Because each service of a distributed system may be distributed on different nodes, if each node does not directly communicate with each other to obtain the status of other nodes, then each node cannot know the task processing results of other nodes.

If a transaction is initiated in a distributed system involving multiple different nodes, then to ensure the ACID properties of the transaction, it is necessary to introduce a coordinator to uniformly schedule the multiple nodes involved in the transaction, and the nodes to be scheduled are called transaction participants. From this derived 2PC and 3PC protocols, this paper will introduce the working mechanism of 2PC and 3PC in detail.

2PC(Two-phase Commit, two-phase Commit)

As the name suggests, there are two phases: Prepare and Commit

Prepare: Submits the transaction request

The basic process is as follows:

  1. The query coordinator sends a transaction request to all participants, asks if the transaction operation can be performed, and then waits for the response from each participant.

  2. Execution Upon receiving a coordinator transaction request, each participant performs transaction actions (such as updating records in a relational database table) and records Undo and Redo information in the transaction log.

  3. Response If the participant successfully executed the transaction and wrote Undo and Redo information, a YES response is returned to the coordinator, otherwise a NO response is returned.
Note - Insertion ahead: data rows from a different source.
// src/macros.rs

//
// Logging macros
//
// logging feature enabled  → tracing, target "mom_taskq"
// logging feature disabled → log_error prints to stderr, the rest only
//                            type-check their arguments
//

#![allow(unused_macros)]

#[cfg(feature = "logging")]
macro_rules! log_error {
    ($($arg:tt)*) => {
        tracing::error!(target: "mom_taskq", $($arg)*)
    };
}

#[cfg(not(feature = "logging"))]
macro_rules! log_error {
    ($($arg:tt)*) => {
        eprintln!("[mom_taskq] {}", format_args!($($arg)*))
    };
}

#[cfg(feature = "logging")]
macro_rules! log_warn {
    ($($arg:tt)*) => {
        tracing::warn!(target: "mom_taskq", $($arg)*)
    };
}

#[cfg(not(feature = "logging"))]
macro_rules! log_warn {
    ($($arg:tt)*) => {{
        let _ = format_args!($($arg)*);
    }};
}

#[cfg(feature = "logging")]
macro_rules! log_info {
    ($($arg:tt)*) => {
        tracing::info!(target: "mom_taskq", $($arg)*)
    };
}

#[cfg(not(feature = "logging"))]
macro_rules! log_info {
    ($($arg:tt)*) => {{
        let _ = format_args!($($arg)*);
    }};
}

#[cfg(feature = "logging")]
macro_rules! log_debug {
    ($($arg:tt)*) => {
        tracing::debug!(target: "mom_taskq", $($arg)*)
    };
}

#[cfg(not(feature = "logging"))]
macro_rules! log_debug {
    ($($arg:tt)*) => {{
        let _ = format_args!($($arg)*);
    }};
}

pub(crate) use log_debug;
pub(crate) use log_error;
pub(crate) use log_info;
pub(crate) use log_warn;
//! Event fan-out.
//!
//! Events go out on the events exchange under a fixed routing key. Each
//! backend reads them from one queue of its own and dispatches every event
//! to the subscribers whose type filter accepts it.

use std::collections::{HashMap, HashSet};
use std::sync::{Arc, Weak};

use super::inner::{ActiveConsumer, Core};
use super::EventHandler;
use crate::{
    // ---
    lock_ignore_poison,
    log_debug,
    log_error,
    log_info,
    CallbackKind,
    ChannelPtr,
    ConsumeOptions,
    ConsumerHandle,
    Delivery,
    QueueArguments,
    QueueSpec,
    Result,
};

pub(crate) const EVENTS_ROUTING_KEY: &str = "events";

const EVENTS_CALLBACK: &str = "consume_events";

pub(crate) struct EventSubscriber {
    handler: EventHandler,
    /// `None` accepts every type.
    event_types: Option<HashSet<String>>,
}

impl EventSubscriber {
    fn accepts(&self, event_type: &str) -> bool {
        self.event_types
            .as_ref()
            .map_or(true, |types| types.contains(event_type))
    }
}

#[derive(Default)]
pub(crate) struct EventSubscribers {
    pub(crate) subscribers: HashMap<String, EventSubscriber>,
    pub(crate) active: Option<ActiveConsumer>,
}

impl Core {
    pub(crate) fn events_queue(&self) -> String {
        format!("{}events.{}", self.config.events_queue_prefix, self.config.id)
    }

    /// Register `handler` under `subscriber_id` and make sure the events
    /// consumer runs.
    ///
    /// Registering an existing id replaces its handler and filter.
    pub(crate) async fn consume_events(
        self: &Arc<Self>,
        subscriber_id: &str,
        handler: EventHandler,
        event_types: Option<Vec<String>>,
    ) -> Result<()> {
        // ---
        self.ensure_running()?;
        lock_ignore_poison(&self.consumers).events.subscribers.insert(
            subscriber_id.to_string(),
            EventSubscriber {
                handler,
                event_types: event_types.map(|types| types.into_iter().collect()),
            },
        );
        self.resubscribe_on_loss(EVENTS_CALLBACK, |core| async move {
            if let Err(err) = core.start_events_consumer().await {
                log_error!("{core}: resubscribe to events failed: {err}");
            }
        });
        self.start_events_consumer().await
    }

    async fn start_events_consumer(self: &Arc<Self>) -> Result<()> {
        // ---
        {
            let consumers = lock_ignore_poison(&self.consumers);
            let events = &consumers.events;
            if events.subscribers.is_empty() || events.active.as_ref().is_some_and(ActiveConsumer::is_live) {
                return Ok(());
            }
        }

        let (channel, handle) = self
            .pull_retry
            .run("consume_events", || self.open_events_consumer())
            .await?;
        let active = self.spawn_events_loop(channel, handle);

        let stale = lock_ignore_poison(&self.consumers).events.active.replace(active);
        if let Some(stale) = stale {
            stale.stop(self).await;
        }
        log_info!("{self}: consuming events from {}", self.events_queue());
        Ok(())
    }

    async fn open_events_consumer(&self) -> Result<(ChannelPtr, ConsumerHandle)> {
        // ---
        let config = &self.config;
        let queue = self.events_queue();
        let channel = self.new_channel().await?;

        let opened = async {
            let spec = QueueSpec {
                name: queue.clone(),
                durable: config.events_queue_durable,
                auto_delete: !config.events_queue_durable,
                exclusive: false,
                arguments: QueueArguments {
                    queue_type: Some(config.events_queue_type),
                    max_priority: None,
                    expires: config.events_queue_ttl,
                },
            };
            self.call(channel.queue_declare(&spec)).await?;
            self.call(channel.queue_bind(&queue, &config.events_exchange, EVENTS_ROUTING_KEY))
                .await?;
            self.call(channel.basic_qos(config.events_prefetch_count)).await?;
            self.call(channel.basic_consume(&queue, ConsumeOptions::default()))
                .await
        }
        .await;

        match opened {
            Ok(handle) => Ok((channel, handle)),
            Err(err) => {
                let _ = channel.close().await;
                Err(err)
            }
        }
    }

    fn spawn_events_loop(self: &Arc<Self>, channel: ChannelPtr, handle: ConsumerHandle) -> ActiveConsumer {
        // ---
        let weak: Weak<Core> = Arc::downgrade(self);
        let acks = channel.clone();
        let mut inbox = handle.inbox;

        let task = self.tasks.spawn("consume_events", async move {
            // ---
            while let Some(delivery) = inbox.recv().await {
                let Some(core) = weak.upgrade() else { break };
                core.on_event_delivery(&acks, delivery).await;
            }
        });

        ActiveConsumer {
            channel,
            consumer_tag: handle.consumer_tag,
            task: task.abort_handle(),
        }
    }

    async fn on_event_delivery(&self, channel: &ChannelPtr, delivery: Delivery) {
        // ---
        self.ack(channel, delivery.delivery_tag).await;
        let event = match self.serializer.loads_event(&delivery.body) {
            Ok(event) => event,
            Err(err) => {
                log_error!("{self}: undecodable event dropped: {err}");
                return;
            }
        };

        let handlers: Vec<EventHandler> = lock_ignore_poison(&self.consumers)
            .events
            .subscribers
            .values()
            .filter(|sub| sub.accepts(&event.event_type))
            .map(|sub| sub.handler.clone())
            .collect();
        log_debug!("{self}: event {} to {} subscribers", event.event_type, handlers.len());

        for handler in handlers {
            let work = handler(event.clone());
            let event_id = event.event_id;
            self.tasks.spawn("event_cb", async move {
                if let Err(err) = tokio::spawn(work).await {
                    log_error!("event callback for {event_id} failed: {err}");
                }
            });
        }
    }

    /// Drop `subscriber_id`, or every subscriber when `None`. The consumer
    /// stops once no subscriber is left.
    pub(crate) async fn stop_consume_events(self: &Arc<Self>, subscriber_id: Option<&str>) -> Result<()> {
        // ---
        let stopped = {
            let mut consumers = lock_ignore_poison(&self.consumers);
            let events = &mut consumers.events;
            match subscriber_id {
                Some(id) => {
                    events.subscribers.remove(id);
                }
                None => events.subscribers.clear(),
            }
            if events.subscribers.is_empty() {
                events.active.take()
            } else {
                None
            }
        };

        let none_left = lock_ignore_poison(&self.consumers).events.subscribers.is_empty();
        if none_left {
            self.conn.remove_callback(CallbackKind::OnLost, EVENTS_CALLBACK);
        }
        if let Some(active) = stopped {
            active.stop(self).await;
            log_info!("{self}: stopped consuming events");
        }
        Ok(())
    }
}

#[cfg(test)]
mod tests {
    // ---
    use super::*;
    use futures_util::FutureExt;

    #[test]
    fn test_subscriber_filter() {
        // ---
        let handler: EventHandler = Arc::new(|_: crate::Event| async {}.boxed());
        let all = EventSubscriber {
            handler: handler.clone(),
            event_types: None,
        };
        let some = EventSubscriber {
            handler,
            event_types: Some(["task.done".to_string()].into_iter().collect()),
        };

        assert!(all.accepts("anything"));
        assert!(some.accepts("task.done"));
        assert!(!some.accepts("task.started"));
    }
}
Of course, the participant could also go down and not return a response.

Commit: Performs the transaction Commit

There are two cases of performing a transaction commit, a normal commit and a rollback.

Normal committed transaction

The process is as follows:

  1. Commit request Coordinator sends commit requests to all participants.

  2. After receiving the Commit request, the transaction Commit participant performs the Commit and releases all resources occupied during the execution of the transaction.

  3. Feedback Results The participant sends an Ack response to the coordinator after performing the transaction commit.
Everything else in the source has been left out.